Exactly as written, copy the lines of the data below from the first through the one containing "use std::path::Path;".

[Saved entries]

--

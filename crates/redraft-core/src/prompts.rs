//! Prompt templates as configuration.
//!
//! Every prompt the strategies send lives here, not inline in strategy
//! code. Templates use `{name}` placeholders filled by [`render`]. A JSON
//! file can override any subset of templates; missing fields fall back to
//! the defaults.

use std::path::Path;

use serde::{Deserialize, Serialize};

/// The full set of prompt templates used by the reconstruction strategies.
#[derive(Debug, Clone, Serialize, Deserialize)]
#[serde(default)]
pub struct PromptSet {
    pub direct_system: String,
    pub direct_user: String,

    pub diagnostic_system: String,
    pub diagnostic_conservative: String,
    pub diagnostic_aggressive: String,

    pub outline_extract_system: String,
    pub outline_extract_user: String,
    pub outline_section_system: String,
    pub outline_section_user: String,

    pub cross_chunk_system: String,
    pub cross_chunk_user: String,

    pub expansion_system: String,
    pub expansion_user: String,

    pub position_system: String,
    pub position_user: String,
}

impl PromptSet {
    /// Load templates from a JSON file, falling back to defaults for any
    /// missing field or when the file is absent or unreadable.
    pub fn load(path: &Path) -> Self {
        match std::fs::read_to_string(path) {
            Ok(content) => match serde_json::from_str(&content) {
                Ok(prompts) => prompts,
                Err(e) => {
                    tracing::warn!(path = %path.display(), error = %e, "Failed to parse prompts file, using defaults");
                    Self::default()
                }
            },
            Err(_) => Self::default(),
        }
    }
}

/// Fill `{name}` placeholders in a template.
///
/// Unknown placeholders are left intact so a template typo shows up in the
/// rendered prompt instead of silently disappearing.
pub fn render(template: &str, vars: &[(&str, &str)]) -> String {
    let mut out = template.to_string();
    for (name, value) in vars {
        out = out.replace(&format!("{{{}}}", name), value);
    }
    out
}

/// Optional domain clause appended to system prompts.
pub fn domain_clause(target_domain: Option<&str>) -> String {
    match target_domain {
        Some(domain) if !domain.trim().is_empty() => {
            format!(" Write for the {} domain, using its customary register and terminology.", domain.trim())
        }
        _ => String::new(),
    }
}

impl Default for PromptSet {
    fn default() -> Self {
        Self {
            direct_system: "You are an expert editor. Follow the writer's instructions exactly. \
                Preserve the writer's voice and do not invent facts, names, or examples that are \
                not in the source text.{domain}"
                .to_string(),
            direct_user: "Instructions:\n{instructions}\n\nText:\n{text}\n\nReturn only the revised text."
                .to_string(),

            diagnostic_system: "You are an expert editor who diagnoses argumentative defects and \
                repairs them surgically. The possible diagnoses are: vague-claim, weak-argument, \
                false-claim, obscure-but-sound, needs-empirical-support, elliptical. Preserve the \
                author's voice. Never fabricate examples, names, or data absent from the source; \
                only under needs-empirical-support may you add real-world, verifiable evidence.{domain}"
                .to_string(),
            diagnostic_conservative: "Diagnose the single most salient defect in the text below, \
                then repair only that defect, leaving everything else untouched.\n\nText:\n{text}\n\n\
                Respond in exactly this format:\nDIAGNOSIS: <label>\n\n<repaired text>"
                .to_string(),
            diagnostic_aggressive: "Diagnose every argumentative defect in the text below, then \
                repair each one, point by point, keeping the author's structure where sound.\n\n\
                Text:\n{text}\n\nRespond in exactly this format:\nDIAGNOSIS: <label of the primary defect>\n\n<repaired text>"
                .to_string(),

            outline_extract_system: "You extract the structural skeleton of a document.{domain}"
                .to_string(),
            outline_extract_user: "Extract an outline of the following document as JSON with \
                exactly these fields: \"thesis\" (string), \"key_points\" (array of strings, one \
                per major section, in document order), \"key_terms\" (array of strings), \
                \"constraints\" (array of strings describing tone, audience, and commitments the \
                rewrite must keep).\n\nDocument:\n{text}\n\nReturn only the JSON object."
                .to_string(),
            outline_section_system: "You rewrite one section of a document at a time while \
                honoring a fixed global outline. Stay consistent with the thesis, key terms, and \
                constraints. Do not introduce facts absent from the source.{domain}"
                .to_string(),
            outline_section_user: "Global outline (fixed for the whole document):\nThesis: {thesis}\n\
                Key points: {key_points}\nKey terms: {key_terms}\nConstraints: {constraints}\n\n\
                Rewrite the section covering this key point: {section_title}\n\nSource text for \
                this section:\n{section_source}\n\nReturn only the rewritten section."
                .to_string(),

            cross_chunk_system: "You rewrite a long document one chunk at a time. A running state \
                object records the thesis, key points, key terms, constraints, and decisions made \
                in earlier chunks; stay consistent with it and extend it with anything you \
                establish in this chunk.{domain}"
                .to_string(),
            cross_chunk_user: "Running state from earlier chunks:\n{state}\n\nWriter's \
                instructions: {instructions}\n\nChunk {chunk_index} of {total_chunks}:\n{chunk}\n\n\
                Respond as JSON with exactly two fields: \"section\" (the rewritten chunk) and \
                \"state\" (the updated state object with fields thesis, key_points, key_terms, \
                constraints, decisions). Return only the JSON object."
                .to_string(),

            expansion_system: "You expand a document toward a target length, one coherent section \
                at a time. Each section must add substance, not padding, and must follow from the \
                sections already written.{domain}"
                .to_string(),
            expansion_user: "Source text:\n{text}\n\nWriter's instructions: {instructions}\n\n\
                Target length: {target_words} words total. Sections written so far: \
                {sections_so_far}. Roughly {remaining_words} words remain.\n\nWrite the next \
                section. Start with a heading line formatted as \"## <title>\", then the section \
                body of roughly {section_words} words."
                .to_string(),

            position_system: "You transform one position from a pipe-delimited list of discrete \
                positions. Keep the same pipe-delimited field structure in your output.{domain}"
                .to_string(),
            position_user: "Instructions for the list: {instructions}\n\nPosition {index} of \
                {total}:\n{line}\n\nIf the instructions exclude this position, respond with \
                exactly SKIP. Otherwise return only the transformed line, keeping its \
                pipe-delimited structure."
                .to_string(),
        }
    }
}

#[cfg(test)]
mod tests {
    use super::*;

    #[test]
    fn test_render_fills_placeholders() {
        let out = render("a {x} b {y}", &[("x", "1"), ("y", "2")]);
        assert_eq!(out, "a 1 b 2");
    }

    #[test]
    fn test_render_leaves_unknown_placeholders() {
        let out = render("a {x} b {z}", &[("x", "1")]);
        assert_eq!(out, "a 1 b {z}");
    }

    #[test]
    fn test_load_missing_file_uses_defaults() {
        let prompts = PromptSet::load(Path::new("/nonexistent/prompts.json"));
        assert!(prompts.diagnostic_system.contains("vague-claim"));
    }

    #[test]
    fn test_partial_override() {
        let dir = tempfile::tempdir().unwrap();
        let path = dir.path().join("prompts.json");
        std::fs::write(&path, r#"{"direct_system": "custom"}"#).unwrap();
        let prompts = PromptSet::load(&path);
        assert_eq!(prompts.direct_system, "custom");
        assert!(!prompts.expansion_user.is_empty());
    }

    #[test]
    fn test_domain_clause() {
        assert_eq!(domain_clause(None), "");
        assert!(domain_clause(Some("legal")).contains("legal"));
    }
}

--

* [Response to this exercise]:
filename crates/redraft-core/src/prompts.rs
//! Prompt templates as configuration.
//!
//! Every prompt the strategies send lives here, not inline in strategy
//! code. Templates use `{name}` placeholders filled by [`render`]. A JSON
//! file can override any subset of templates; missing fields fall back to
//! the defaults.

use std::path::Path;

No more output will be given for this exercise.